Van de beleggingsondernemingen die aan het onderzoek hebben deelgenomen, besteedt 29 procent in het geheel niets uit. Pieters-Gorissen zegt in dat kader dat het voor sommige partijen vanwege de aard van hun dienstverlening of hun kleinere omvang juist wenselijk kan zijn om uit te besteden. Het kan helpen om de kwaliteit en kosten van hun dienstverlening te borgen.

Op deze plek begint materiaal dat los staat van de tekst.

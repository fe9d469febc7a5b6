//! Prompt construction and `<final_answer>` reply parsing.
//!
//! The model is told to wrap its answer in `<final_answer>…</final_answer>`
//! and to write `Not Found` there when it has no definitive address. Parsing
//! accepts exactly those two shapes; anything else is malformed.

use regex::Regex;
use std::sync::LazyLock;

// ---------------------------------------------------------------------------
// Types
// ---------------------------------------------------------------------------

/// Interpretation of a model reply.
#[derive(Debug, Clone, PartialEq, Eq)]
pub enum ParsedAnswer {
    /// A syntactically plausible email inside the answer tag.
    Found(String),
    /// The explicit `Not Found` marker.
    NotFound,
    /// Neither shape matched; carries the raw reply.
    Malformed(String),
}

// ---------------------------------------------------------------------------
// Regex patterns (compiled once)
// ---------------------------------------------------------------------------

/// Answer tag wrapping an email: local part, `@`, domain with a 2+ letter TLD.
static EMAIL_ANSWER_RE: LazyLock<Regex> = LazyLock::new(|| {
    Regex::new(
        r"<final_answer>\s*([a-zA-Z0-9._%+-]+@[a-zA-Z0-9.-]+\.[a-zA-Z]{2,})\s*</final_answer>",
    )
    .expect("email answer regex")
});

/// Answer tag wrapping the `Not Found` marker, any case and spacing.
static NOT_FOUND_RE: LazyLock<Regex> = LazyLock::new(|| {
    Regex::new(r"(?i)<final_answer>\s*not\s+found\s*</final_answer>").expect("not found regex")
});

// ---------------------------------------------------------------------------
// Prompt
// ---------------------------------------------------------------------------

/// Build the single instruction sent for `company`.
pub fn build_prompt(company: &str) -> String {
    format!(
        r#"Search for the email address of the company named "{company}" using Google Search.
Provide the email address.
If you find an email, output it within a <final_answer> tag. For example: <final_answer>contact@example.com</final_answer>
If you cannot find a definitive email, output <final_answer>Not Found</final_answer>.
Output ONLY the content for the <final_answer> tag.
"#
    )
}

// ---------------------------------------------------------------------------
// Parser
// ---------------------------------------------------------------------------

/// Parse a model reply. An email answer wins over a `Not Found` marker.
pub fn parse_answer(text: &str) -> ParsedAnswer {
    if let Some(caps) = EMAIL_ANSWER_RE.captures(text) {
        return ParsedAnswer::Found(caps[1].trim().to_string());
    }

    if NOT_FOUND_RE.is_match(text) {
        return ParsedAnswer::NotFound;
    }

    ParsedAnswer::Malformed(text.to_string())
}

#[cfg(test)]
mod tests {
    use super::*;

    #[test]
    fn parses_plain_email_answer() {
        assert_eq!(
            parse_answer("<final_answer>a@b.co</final_answer>"),
            ParsedAnswer::Found("a@b.co".into())
        );
    }

    #[test]
    fn trims_whitespace_inside_tag() {
        let text = "Here you go:\n<final_answer>\n  sales@acme-corp.com \n</final_answer>\n";
        assert_eq!(
            parse_answer(text),
            ParsedAnswer::Found("sales@acme-corp.com".into())
        );
    }

    #[test]
    fn first_email_answer_wins() {
        let text = "<final_answer>first@one.com</final_answer> <final_answer>second@two.com</final_answer>";
        assert_eq!(parse_answer(text), ParsedAnswer::Found("first@one.com".into()));
    }

    #[test]
    fn not_found_marker() {
        assert_eq!(
            parse_answer("<final_answer>Not Found</final_answer>"),
            ParsedAnswer::NotFound
        );
    }

    #[test]
    fn not_found_is_case_and_space_tolerant() {
        assert_eq!(
            parse_answer("<final_answer>  not   FOUND\n</final_answer>"),
            ParsedAnswer::NotFound
        );
    }

    #[test]
    fn email_beats_not_found() {
        let text = "<final_answer>Not Found</final_answer><final_answer>x@y.org</final_answer>";
        assert_eq!(parse_answer(text), ParsedAnswer::Found("x@y.org".into()));
    }

    #[test]
    fn untagged_email_is_malformed() {
        let text = "The contact email is info@acme.com";
        assert_eq!(parse_answer(text), ParsedAnswer::Malformed(text.into()));
    }

    #[test]
    fn short_tld_is_malformed() {
        let text = "<final_answer>info@acme.c</final_answer>";
        assert!(matches!(parse_answer(text), ParsedAnswer::Malformed(_)));
    }

    #[test]
    fn free_text_in_tag_is_malformed() {
        let text = "<final_answer>Try their contact form</final_answer>";
        assert!(matches!(parse_answer(text), ParsedAnswer::Malformed(_)));
    }

    #[test]
    fn prompt_mentions_company_and_protocol() {
        let prompt = build_prompt("TestCorp");
        assert!(prompt.contains(r#""TestCorp""#));
        assert!(prompt.contains("Google Search"));
        assert!(prompt.contains("<final_answer>Not Found</final_answer>"));
    }
}
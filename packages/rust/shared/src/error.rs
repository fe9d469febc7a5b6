//! Error types for ContactScout.
//!
//! Library crates use [`ContactScoutError`] via `thiserror` for failures that
//! abort a whole run (missing input, undecodable file, unreadable header).
//! Per-row lookup failures have their own type in `contactscout-lookup` and
//! never surface here.
//! App crates (cli) wrap this with `color-eyre` for rich diagnostics.

use std::path::PathBuf;

/// Top-level error type for all ContactScout operations.
#[derive(Debug, thiserror::Error)]
pub enum ContactScoutError {
    /// Configuration loading or validation error.
    #[error("config error: {message}")]
    Config { message: String },

    /// The input file does not exist.
    #[error("input file not found: {path:?}")]
    InputNotFound { path: PathBuf },

    /// None of the candidate text encodings could decode the input.
    #[error("could not decode {path:?} with any of the tried encodings: {}", tried.join(", "))]
    Decode { path: PathBuf, tried: Vec<String> },

    /// The header row is missing or unreadable.
    #[error("schema error: {message}")]
    Schema { message: String },

    /// HTTP client setup error.
    #[error("network error: {0}")]
    Network(String),

    /// CSV reading or writing error.
    #[error("csv error: {0}")]
    Csv(String),

    /// Filesystem I/O error.
    #[error("I/O error at {path:?}: {source}")]
    Io {
        path: PathBuf,
        source: std::io::Error,
    },

    /// Data validation error (bad row window, unknown encoding, etc.).
    #[error("validation error: {message}")]
    Validation { message: String },
}

/// Convenience alias used throughout the codebase.
pub type Result<T> = std::result::Result<T, ContactScoutError>;

impl ContactScoutError {
    /// Create a config error from any displayable message.
    pub fn config(msg: impl Into<String>) -> Self {
        Self::Config {
            message: msg.into(),
        }
    }

    /// Create a schema error from any displayable message.
    pub fn schema(msg: impl Into<String>) -> Self {
        Self::Schema {
            message: msg.into(),
        }
    }

    /// Create a validation error from any displayable message.
    pub fn validation(msg: impl Into<String>) -> Self {
        Self::Validation {
            message: msg.into(),
        }
    }

    /// Wrap a `std::io::Error` with a path for context.
    pub fn io(path: impl Into<PathBuf>, source: std::io::Error) -> Self {
        Self::Io {
            path: path.into(),
            source,
        }
    }
}

#[cfg(test)]
mod tests {
    use super::*;

    #[test]
    fn error_display_formatting() {
        let err = ContactScoutError::config("missing API key");
        assert_eq!(err.to_string(), "config error: missing API key");

        let err = ContactScoutError::validation("end_row 2 is before start_row 5");
        assert!(err.to_string().contains("end_row 2"));
    }

    #[test]
    fn decode_error_lists_encodings() {
        let err = ContactScoutError::Decode {
            path: PathBuf::from("companies.csv"),
            tried: vec!["utf-8".into(), "latin1".into()],
        };
        let msg = err.to_string();
        assert!(msg.contains("companies.csv"));
        assert!(msg.contains("utf-8, latin1"));
    }
}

‘Verhoogd inherent risico’
De AFM stelt dat er, op basis van het onderzoek, geen conclusie getrokken kan worden dat er op sectorniveau sprake is van een ‘verhoogd inherent risico’. Op individueel niveau kan daar wel sprake van zijn. Van de Steeg legt uit wat daar mee bedoeld wordt: ‘Het inherent risico gaat over de mate van uitbesteding en de verschillende taken die je uitbesteed. Facilitaire diensten brengt bij voorbeeld minder risico met zich mee, dan portfoliobeheer. Wij zien echter ontwikkelingen in de markt, waarin de mate en de schaal van de uitbestedingen toenemen. Dat vraagt dan van de kant van de onderneming een overeenkomstige evenwichtige en evenredige beoordeling. Want de mate van beheersing moet in lijn zijn met het (toegenomen) risico.’
Zonder dat het tweetal marktpartijen wil noemen, wordt wel zichtbaar dat het voorkomt dat zowel beleggingsondernemingen als vermogensbeheerders steeds vaker de kern van hun bedrijfsvoering uitbesteden, zoals bij voorbeeld IT en portefeuillebeheer. Soms gebeurt dat ook naar landen buiten de Europese Unie, bij voorbeeld het Verenigd Koninkrijk, terwijl Brexit duidelijk heeft gemaakt dat de wetgever in specifieke gevallen verlangt dat verleende diensten plaatsvinden vanuit de EU, zodat Europees toezicht plaatsvindt. Nu is het nog toegestaan om veel diensten waar marktpartijen gebruik van maken in het VK te mogen (laten) doen. Maar dat kan veranderen, gelet op de discussies die daarover gevoerd worden.
‘Partijen moeten daar inderdaad rekening mee houden. Je moet alternatieven hebben. Het zijn strategische issues, waar je over moet nadenken’, zegt Pieters-Gorissen.